(Data entries)
━━━━━━━━━━
use std::{fmt, str::FromStr};

use serde::{Deserialize, Serialize};
use serde_json::{Number, Value};
use thiserror::Error;

/// Largest integer a JSON consumer can hold in a double without losing precision.
pub const MAX_SAFE_INTEGER: i64 = (1 << 53) - 1;

/// Element type of a tensor, spelled the way the WebNN API spells it.
#[derive(Debug, Clone, Copy, PartialEq, Eq, Hash, PartialOrd, Ord, Serialize, Deserialize)]
#[serde(rename_all = "lowercase")]
pub enum DataType {
    Float32,
    Float16,
    Int8,
    Uint8,
    Int32,
    Uint32,
    Int64,
    Uint64,
    Int4,
    Uint4,
}

/// Represents a type and shape of a tensor.
#[derive(Debug, Clone, PartialEq, Eq, Hash, Serialize, Deserialize)]
pub struct TensorDescriptor {
    #[serde(rename = "dataType")]
    pub data_type: DataType,
    pub shape: Vec<usize>,
}

/// A tensor as it travels over the wire: a descriptor plus flat element values.
///
/// 64-bit integer elements are decimal strings and non-finite floats are the
/// strings `"NaN"`, `"Infinity"` and `"-Infinity"`.
#[derive(Debug, Clone, PartialEq, Serialize, Deserialize)]
pub struct RuntimeTensor {
    pub descriptor: TensorDescriptor,
    pub data: Vec<Value>,
}

#[derive(Debug, Clone, PartialEq, Eq, Error)]
#[error("Unknown data type '{0}'")]
pub struct UnknownDataType(pub String);

#[derive(Debug, Clone, PartialEq, Error)]
pub enum TensorError {
    #[error("Data length mismatch: shape {shape:?} holds {expected} elements, got {actual}")]
    DataLength {
        shape: Vec<usize>,
        expected: usize,
        actual: usize,
    },

    #[error("Invalid {data_type} element: {value}")]
    InvalidElement { data_type: DataType, value: Value },

    #[error("{value} is out of range for {data_type}")]
    OutOfRange { data_type: DataType, value: String },

    #[error("Shape {0:?} holds too many elements")]
    TooLarge(Vec<usize>),
}

impl DataType {
    pub const ALL: [DataType; 10] = [
        DataType::Float32,
        DataType::Float16,
        DataType::Int8,
        DataType::Uint8,
        DataType::Int32,
        DataType::Uint32,
        DataType::Int64,
        DataType::Uint64,
        DataType::Int4,
        DataType::Uint4,
    ];

    pub fn as_str(&self) -> &'static str {
        match self {
            DataType::Float32 => "float32",
            DataType::Float16 => "float16",
            DataType::Int8 => "int8",
            DataType::Uint8 => "uint8",
            DataType::Int32 => "int32",
            DataType::Uint32 => "uint32",
            DataType::Int64 => "int64",
            DataType::Uint64 => "uint64",
            DataType::Int4 => "int4",
            DataType::Uint4 => "uint4",
        }
    }

    pub fn is_float(&self) -> bool {
        matches!(self, Self::Float32 | Self::Float16)
    }

    pub fn is_64bit_int(&self) -> bool {
        matches!(self, Self::Int64 | Self::Uint64)
    }

    /// Inclusive value range of an integer type. `None` for floating types.
    pub fn int_range(&self) -> Option<(i128, i128)> {
        match self {
            DataType::Float32 | DataType::Float16 => None,
            DataType::Int8 => Some((i8::MIN as i128, i8::MAX as i128)),
            DataType::Uint8 => Some((0, u8::MAX as i128)),
            DataType::Int32 => Some((i32::MIN as i128, i32::MAX as i128)),
            DataType::Uint32 => Some((0, u32::MAX as i128)),
            DataType::Int64 => Some((i64::MIN as i128, i64::MAX as i128)),
            DataType::Uint64 => Some((0, u64::MAX as i128)),
            DataType::Int4 => Some((-8, 7)),
            DataType::Uint4 => Some((0, 15)),
        }
    }
}

impl FromStr for DataType {
    type Err = UnknownDataType;

    fn from_str(s: &str) -> Result<Self, Self::Err> {
        DataType::ALL
            .iter()
            .copied()
            .find(|ty| ty.as_str() == s)
            .ok_or_else(|| UnknownDataType(s.to_string()))
    }
}

impl fmt::Display for DataType {
    fn fmt(&self, f: &mut fmt::Formatter<'_>) -> fmt::Result {
        f.write_str(self.as_str())
    }
}

impl TensorDescriptor {
    pub fn new(data_type: DataType, shape: impl Into<Vec<usize>>) -> Self {
        Self {
            data_type,
            shape: shape.into(),
        }
    }

    pub fn element_count(&self) -> Option<usize> {
        element_count(&self.shape)
    }

    /// The element count, rejecting shapes above `MAX_ELEMENTS`.
    pub fn checked_element_count(&self) -> Result<usize, TensorError> {
        self.element_count()
            .filter(|&n| n <= MAX_ELEMENTS)
            .ok_or_else(|| TensorError::TooLarge(self.shape.clone()))
    }
}

/// Largest tensor the harness materializes.
pub const MAX_ELEMENTS: usize = 1 << 24;

/// Number of elements a tensor of `shape` holds, `None` on overflow. A
/// 0-dimensional tensor holds one.
pub fn element_count(shape: &[usize]) -> Option<usize> {
    shape.iter().try_fold(1usize, |acc, &d| acc.checked_mul(d))
}

impl RuntimeTensor {
    /// Creates a tensor, re-encoding every element for the descriptor's type.
    pub fn new(descriptor: TensorDescriptor, data: Vec<Value>) -> Result<Self, TensorError> {
        let expected = descriptor.checked_element_count()?;
        if data.len() != expected {
            return Err(TensorError::DataLength {
                shape: descriptor.shape,
                expected,
                actual: data.len(),
            });
        }
        let data = data
            .iter()
            .map(|v| encode_element(descriptor.data_type, v))
            .collect::<Result<Vec<_>, _>>()?;
        Ok(Self { descriptor, data })
    }

    pub fn from_f32(shape: impl Into<Vec<usize>>, data: &[f32]) -> Result<Self, TensorError> {
        Self::new(
            TensorDescriptor::new(DataType::Float32, shape),
            data.iter().map(|&x| encode_f64(x as f64)).collect(),
        )
    }

    pub fn from_i64(shape: impl Into<Vec<usize>>, data: &[i64]) -> Result<Self, TensorError> {
        Self::new(
            TensorDescriptor::new(DataType::Int64, shape),
            data.iter().map(|&x| encode_i64(x)).collect(),
        )
    }

    pub fn data_type(&self) -> DataType {
        self.descriptor.data_type
    }

    pub fn shape(&self) -> &[usize] {
        &self.descriptor.shape
    }

    pub fn verify(&self) -> bool {
        self.descriptor.element_count() == Some(self.data.len())
    }
}

pub fn encode_i64(value: i64) -> Value {
    Value::String(value.to_string())
}

pub fn encode_u64(value: u64) -> Value {
    Value::String(value.to_string())
}

pub fn decode_i64(value: &Value) -> Result<i64, TensorError> {
    let wide = decode_int(DataType::Int64, value)?;
    i64::try_from(wide).map_err(|_| TensorError::OutOfRange {
        data_type: DataType::Int64,
        value: wide.to_string(),
    })
}

pub fn decode_u64(value: &Value) -> Result<u64, TensorError> {
    let wide = decode_int(DataType::Uint64, value)?;
    u64::try_from(wide).map_err(|_| TensorError::OutOfRange {
        data_type: DataType::Uint64,
        value: wide.to_string(),
    })
}

/// Reads an integer element given either as a JSON number or as a decimal string.
pub fn decode_int(data_type: DataType, value: &Value) -> Result<i128, TensorError> {
    let invalid = || TensorError::InvalidElement {
        data_type,
        value: value.clone(),
    };
    match value {
        Value::Number(n) => {
            if let Some(i) = n.as_i64() {
                Ok(i as i128)
            } else if let Some(u) = n.as_u64() {
                Ok(u as i128)
            } else {
                let f = n.as_f64().ok_or_else(invalid)?;
                if f.fract() == 0.0 && f.abs() < 1.7e38 {
                    Ok(f as i128)
                } else {
                    Err(invalid())
                }
            }
        }
        Value::String(s) => s.trim().parse::<i128>().map_err(|_| invalid()),
        Value::Bool(b) => Ok(*b as i128),
        _ => Err(invalid()),
    }
}

/// Encodes a floating value the way the backend expects it.
pub fn encode_f64(value: f64) -> Value {
    if value.is_nan() {
        Value::String("NaN".to_string())
    } else if value.is_infinite() {
        if value.is_sign_positive() {
            Value::String("Infinity".to_string())
        } else {
            Value::String("-Infinity".to_string())
        }
    } else if value.fract() == 0.0 && value.abs() <= MAX_SAFE_INTEGER as f64 {
        Value::from(value as i64)
    } else {
        Number::from_f64(value).map_or(Value::Null, Value::Number)
    }
}

pub fn decode_f64(value: &Value) -> Option<f64> {
    match value {
        Value::Number(n) => n.as_f64(),
        Value::String(s) => match s.trim() {
            "NaN" => Some(f64::NAN),
            "Infinity" | "+Infinity" => Some(f64::INFINITY),
            "-Infinity" => Some(f64::NEG_INFINITY),
            other => other.parse::<f64>().ok(),
        },
        Value::Bool(b) => Some(*b as u8 as f64),
        _ => None,
    }
}

/// Converts one element into its wire form for `data_type`.
pub fn encode_element(data_type: DataType, value: &Value) -> Result<Value, TensorError> {
    if data_type.is_64bit_int() {
        let wide = decode_int(data_type, value)?;
        check_range(data_type, wide)?;
        return Ok(Value::String(wide.to_string()));
    }

    let x = decode_f64(value).ok_or_else(|| TensorError::InvalidElement {
        data_type,
        value: value.clone(),
    })?;
    if !data_type.is_float() && x.is_finite() && x.fract() == 0.0 {
        check_range(data_type, x as i128)?;
    }
    Ok(encode_f64(x))
}

fn check_range(data_type: DataType, value: i128) -> Result<(), TensorError> {
    match data_type.int_range() {
        Some((lo, hi)) if value < lo || value > hi => Err(TensorError::OutOfRange {
            data_type,
            value: value.to_string(),
        }),
        _ => Ok(()),
    }
}

impl fmt::Display for RuntimeTensor {
    fn fmt(&self, f: &mut fmt::Formatter<'_>) -> fmt::Result {
        const MAX_ELEMS: usize = 10;

        write!(
            f,
            "RuntimeTensor({:?}, {}, ",
            self.descriptor.shape, self.descriptor.data_type
        )?;
        let data = &self.data;
        if data.len() > MAX_ELEMS {
            write!(f, "[")?;
            for e in data[0..MAX_ELEMS / 2].iter() {
                write!(f, "{e}, ")?;
            }
            write!(f, "...")?;
            for e in data[data.len() - MAX_ELEMS / 2..].iter() {
                write!(f, ", {e}")?;
            }
            write!(f, "]")?;
        } else {
            write!(f, "[")?;
            for (i, e) in data.iter().enumerate() {
                if i > 0 {
                    write!(f, ", ")?;
                }
                write!(f, "{e}")?;
            }
            write!(f, "]")?;
        }
        write!(f, ")")
    }
}

#[test]
fn test_data_type_names() {
    for ty in DataType::ALL {
        assert_eq!(ty.as_str().parse::<DataType>().unwrap(), ty);
        assert_eq!(
            serde_json::to_value(ty).unwrap(),
            Value::String(ty.as_str().to_string())
        );
    }
    assert!("bool".parse::<DataType>().is_err());
    assert!(DataType::Float16.is_float());
    assert!(!DataType::Int4.is_float());
    assert!(DataType::Uint64.is_64bit_int());
    assert!(!DataType::Int32.is_64bit_int());
}

#[test]
fn test_element_count() {
    assert_eq!(element_count(&[]), Some(1));
    assert_eq!(element_count(&[2, 3, 4]), Some(24));
    assert_eq!(element_count(&[2, 0]), Some(0));
    assert_eq!(element_count(&[usize::MAX, 2, 1]), None);

    let huge = TensorDescriptor::new(DataType::Float32, vec![usize::MAX, 2, 1]);
    assert_eq!(
        RuntimeTensor::new(huge, vec![]),
        Err(TensorError::TooLarge(vec![usize::MAX, 2, 1]))
    );
    let big = TensorDescriptor::new(DataType::Float32, vec![MAX_ELEMENTS + 1]);
    assert!(big.element_count().is_some());
    assert!(big.checked_element_count().is_err());
}

#[test]
fn create_tensors() {
    let t = RuntimeTensor::from_f32(vec![2, 2], &[1.0, 2.5, -3.0, 4.0]).unwrap();
    assert!(t.verify());
    assert_eq!(t.data[0], Value::from(1));
    assert_eq!(t.data[1], Value::from(2.5));

    let err = RuntimeTensor::from_f32(vec![2, 2], &[1.0]).unwrap_err();
    assert!(matches!(
        err,
        TensorError::DataLength {
            expected: 4,
            actual: 1,
            ..
        }
    ));

    let scalar = RuntimeTensor::from_f32(Vec::<usize>::new(), &[7.0]).unwrap();
    assert!(scalar.verify());
}

#[test]
fn test_int64_elements_are_strings() {
    let t = RuntimeTensor::from_i64(vec![3], &[i64::MIN, 0, i64::MAX]).unwrap();
    assert_eq!(t.data[0], Value::String("-9223372036854775808".into()));
    assert_eq!(t.data[2], Value::String("9223372036854775807".into()));
    assert_eq!(decode_i64(&t.data[0]).unwrap(), i64::MIN);
    assert_eq!(decode_u64(&encode_u64(u64::MAX)).unwrap(), u64::MAX);
}

#[test]
fn test_non_finite_encoding() {
    assert_eq!(encode_f64(f64::NAN), Value::String("NaN".into()));
    assert_eq!(encode_f64(f64::NEG_INFINITY), Value::String("-Infinity".into()));
    assert!(decode_f64(&encode_f64(f64::NAN)).unwrap().is_nan());
    assert_eq!(
        decode_f64(&Value::String("Infinity".into())),
        Some(f64::INFINITY)
    );
}

#[test]
fn test_integer_range_checks() {
    let desc = TensorDescriptor::new(DataType::Int8, vec![2]);
    assert!(RuntimeTensor::new(desc.clone(), vec![Value::from(-128), Value::from(127)]).is_ok());
    assert!(matches!(
        RuntimeTensor::new(desc, vec![Value::from(0), Value::from(128)]),
        Err(TensorError::OutOfRange { .. })
    ));
    let desc = TensorDescriptor::new(DataType::Uint4, vec![1]);
    assert!(RuntimeTensor::new(desc, vec![Value::from(16)]).is_err());
}

#[test]
fn dump_tensor() {
    let t = RuntimeTensor::from_f32(vec![12], &[0.5; 12]).unwrap();
    assert_eq!(
        t.to_string(),
        "RuntimeTensor([12], float32, [0.5, 0.5, 0.5, 0.5, 0.5, ..., 0.5, 0.5, 0.5, 0.5, 0.5])"
    );
}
━━━━━━━━━━
= Task =
Find and copy each line above that includes the string "Deserialize".

= Response to this exercise =
use serde::{Deserialize, Serialize};
#[derive(Debug, Clone, Copy, PartialEq, Eq, Hash, PartialOrd, Ord, Serialize, Deserialize)]
#[derive(Debug, Clone, PartialEq, Eq, Hash, Serialize, Deserialize)]
#[derive(Debug, Clone, PartialEq, Serialize, Deserialize)]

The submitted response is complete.